Other News...
                        sponsored by

 

Trial of Texas judge over death-row appeal ends

Send a link to a friend

[August 21, 2009]  SAN ANTONIO (AP) -- The misconduct trial of a Texas judge who refused to keep her court open for lawyers trying to stop an execution that night ended Thursday with her attorneys insisting she did nothing wrong.

Judge Sharon Keller, the presiding judge of the Texas Court of Criminal Appeals, watched from her defense table while her attorney denounced accusations that she closed her court to death-row inmate Michael Wayne Richard as meritless and outrageous.

"Judge Keller didn't close the court to anybody," said Chip Babcock, Keller's attorney. "Michael Richard's lawyers never knocked on the right doors and they gave up."

Mocked as "Sharon Killer" by her detractors, Keller could be removed from the bench if the five judicial misconduct charges against her are upheld. At the heart of the charges is whether Keller denied Richard the ability to file a late appeal in the hours before his Sept. 25, 2007 execution.

Babcock's closing presentation, at times theatrical, was delivered as forcefully as Keller's unrepentant testimony earlier in the trial. He ended by going after those he said helped put the career of the state's highest criminal appeals judge in jeopardy: death-penalty critics.

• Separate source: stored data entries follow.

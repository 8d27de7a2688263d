//! Document writers with a registry that dispatches on output extension.
//!
//! Each writer renders a [`Document`] into one output format. The registry
//! maps file extensions and writer names to writers, so callers can write
//! to any supported path without matching on the format themselves.
//!
//! # Example
//!
//! ```no_run
//! use betaguide::export::WriterRegistry;
//! use betaguide::{build_guide, GuideConfig, RenderOptions};
//! use std::path::Path;
//!
//! fn main() -> betaguide::Result<()> {
//!     let registry = WriterRegistry::with_defaults();
//!     let doc = build_guide(&GuideConfig::default());
//!     registry.write(&doc, Path::new("guide.docx"), &RenderOptions::default())?;
//!     Ok(())
//! }
//! ```

mod writers;

pub use writers::{DocxWriter, JsonWriter, PdfWriter, TextWriter};

use crate::error::{Error, Result};
use crate::model::Document;
use crate::render::{RenderOptions, RenderOutput};
use log::info;
use std::collections::HashMap;
use std::fmt;
use std::path::Path;
use std::sync::Arc;

/// Output format of a writer.
#[derive(Debug, Clone, Copy, Default, PartialEq, Eq, Hash)]
pub enum OutputFormat {
    /// Portable Document Format
    #[default]
    Pdf,

    /// Word (Office Open XML) document
    Docx,

    /// Plain text
    Text,

    /// JSON dump of the document model
    Json,
}

impl OutputFormat {
    /// Default file extension, without the dot.
    pub fn extension(self) -> &'static str {
        match self {
            OutputFormat::Pdf => "pdf",
            OutputFormat::Docx => "docx",
            OutputFormat::Text => "txt",
            OutputFormat::Json => "json",
        }
    }

    /// MIME type of the output.
    pub fn mime_type(self) -> &'static str {
        match self {
            OutputFormat::Pdf => "application/pdf",
            OutputFormat::Docx => {
                "application/vnd.openxmlformats-officedocument.wordprocessingml.document"
            }
            OutputFormat::Text => "text/plain",
            OutputFormat::Json => "application/json",
        }
    }

    /// Look up a format by file extension (case-insensitive).
    pub fn from_extension(ext: &str) -> Option<Self> {
        match ext.to_lowercase().as_str() {
            "pdf" => Some(OutputFormat::Pdf),
            "docx" => Some(OutputFormat::Docx),
            "txt" | "text" => Some(OutputFormat::Text),
            "json" => Some(OutputFormat::Json),
            _ => None,
        }
    }
}

impl fmt::Display for OutputFormat {
    fn fmt(&self, f: &mut fmt::Formatter<'_>) -> fmt::Result {
        let label = match self {
            OutputFormat::Pdf => "PDF",
            OutputFormat::Docx => "DOCX",
            OutputFormat::Text => "Text",
            OutputFormat::Json => "JSON",
        };
        f.write_str(label)
    }
}

/// Trait for document writers.
///
/// Implement this trait to add support for a new output format.
pub trait DocumentWriter: Send + Sync {
    /// Get the supported file extensions for this writer.
    ///
    /// Extensions should be lowercase without the leading dot (e.g., `["pdf"]`).
    fn supported_extensions(&self) -> &[&str];

    /// Get the name of this writer.
    fn name(&self) -> &str;

    /// Get the output format.
    fn format(&self) -> OutputFormat;

    /// Render a document to bytes.
    fn render(&self, doc: &Document, options: &RenderOptions) -> Result<RenderOutput>;

    /// Render a document and write it to `path`.
    fn write_to(
        &self,
        doc: &Document,
        path: &Path,
        options: &RenderOptions,
    ) -> Result<RenderOutput> {
        let output = self.render(doc, options)?;
        if output.is_empty() {
            return Err(Error::EmptyOutput(path.to_path_buf()));
        }
        std::fs::write(path, &output.data)?;
        info!(
            "Wrote {} ({} bytes) to {}",
            self.format(),
            output.len(),
            path.display()
        );
        Ok(output)
    }

    /// Check if this writer supports the given extension.
    fn supports_extension(&self, ext: &str) -> bool {
        let ext_lower = ext.to_lowercase();
        self.supported_extensions().iter().any(|e| *e == ext_lower)
    }
}

/// Registry for document writers.
///
/// The registry maps file extensions to writers and provides
/// convenient methods for writing documents.
pub struct WriterRegistry {
    writers: HashMap<String, Arc<dyn DocumentWriter>>,
    by_name: HashMap<String, Arc<dyn DocumentWriter>>,
}

impl WriterRegistry {
    /// Create a new empty registry.
    pub fn new() -> Self {
        Self {
            writers: HashMap::new(),
            by_name: HashMap::new(),
        }
    }

    /// Create a registry with the PDF, DOCX, text and JSON writers.
    pub fn with_defaults() -> Self {
        let mut registry = Self::new();
        registry.register(Arc::new(PdfWriter::new()));
        registry.register(Arc::new(DocxWriter::new()));
        registry.register(Arc::new(TextWriter::new()));
        registry.register(Arc::new(JsonWriter::new()));
        registry
    }

    /// Register a writer.
    ///
    /// The writer will be registered for all its supported extensions.
    pub fn register(&mut self, writer: Arc<dyn DocumentWriter>) {
        for ext in writer.supported_extensions() {
            self.writers.insert(ext.to_lowercase(), writer.clone());
        }
        self.by_name.insert(writer.name().to_lowercase(), writer);
    }

    /// Get a writer by file extension.
    pub fn get_by_extension(&self, ext: &str) -> Option<Arc<dyn DocumentWriter>> {
        self.writers.get(&ext.to_lowercase()).cloned()
    }

    /// Get a writer by name.
    pub fn get_by_name(&self, name: &str) -> Option<Arc<dyn DocumentWriter>> {
        self.by_name.get(&name.to_lowercase()).cloned()
    }

    /// Check if an extension is supported.
    pub fn supports(&self, ext: &str) -> bool {
        self.writers.contains_key(&ext.to_lowercase())
    }

    /// Get all supported extensions.
    pub fn supported_extensions(&self) -> Vec<&str> {
        self.writers.keys().map(|s| s.as_str()).collect()
    }

    /// Write a document using the writer matching the path's extension.
    pub fn write(
        &self,
        doc: &Document,
        path: &Path,
        options: &RenderOptions,
    ) -> Result<RenderOutput> {
        let ext = path
            .extension()
            .and_then(|e| e.to_str())
            .ok_or_else(|| Error::Other("File has no extension".into()))?;

        let writer = self
            .get_by_extension(ext)
            .ok_or_else(|| Error::Other(format!("No writer for extension: {}", ext)))?;

        writer.write_to(doc, path, options)
    }
}

impl Default for WriterRegistry {
    fn default() -> Self {
        Self::with_defaults()
    }
}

"They don't like the way she decides death penalty cases and they want to get rid of her. It's pure and simple," he said.

Keller quietly declined comment while leaving the courthouse. The case against her is far from over. The trial amounted to a fact-finding hearing, and the judge who presided over it -- state District Judge David A. Berchelmann -- will now prepare a report to the state Commission on Judicial Conduct.

Drafting the report will likely takes weeks, if not months, and it will then be up to the commission to decide what, if any, punishment Keller will face. She could be censured, removed from the bench or have the charges against her dismissed.

Keller received a phone call at 4:45 p.m. the day of Richard's execution from a court staffer asking if the court would stay open past its normal closing time for Richard's lawyers, who were running late with an appeal.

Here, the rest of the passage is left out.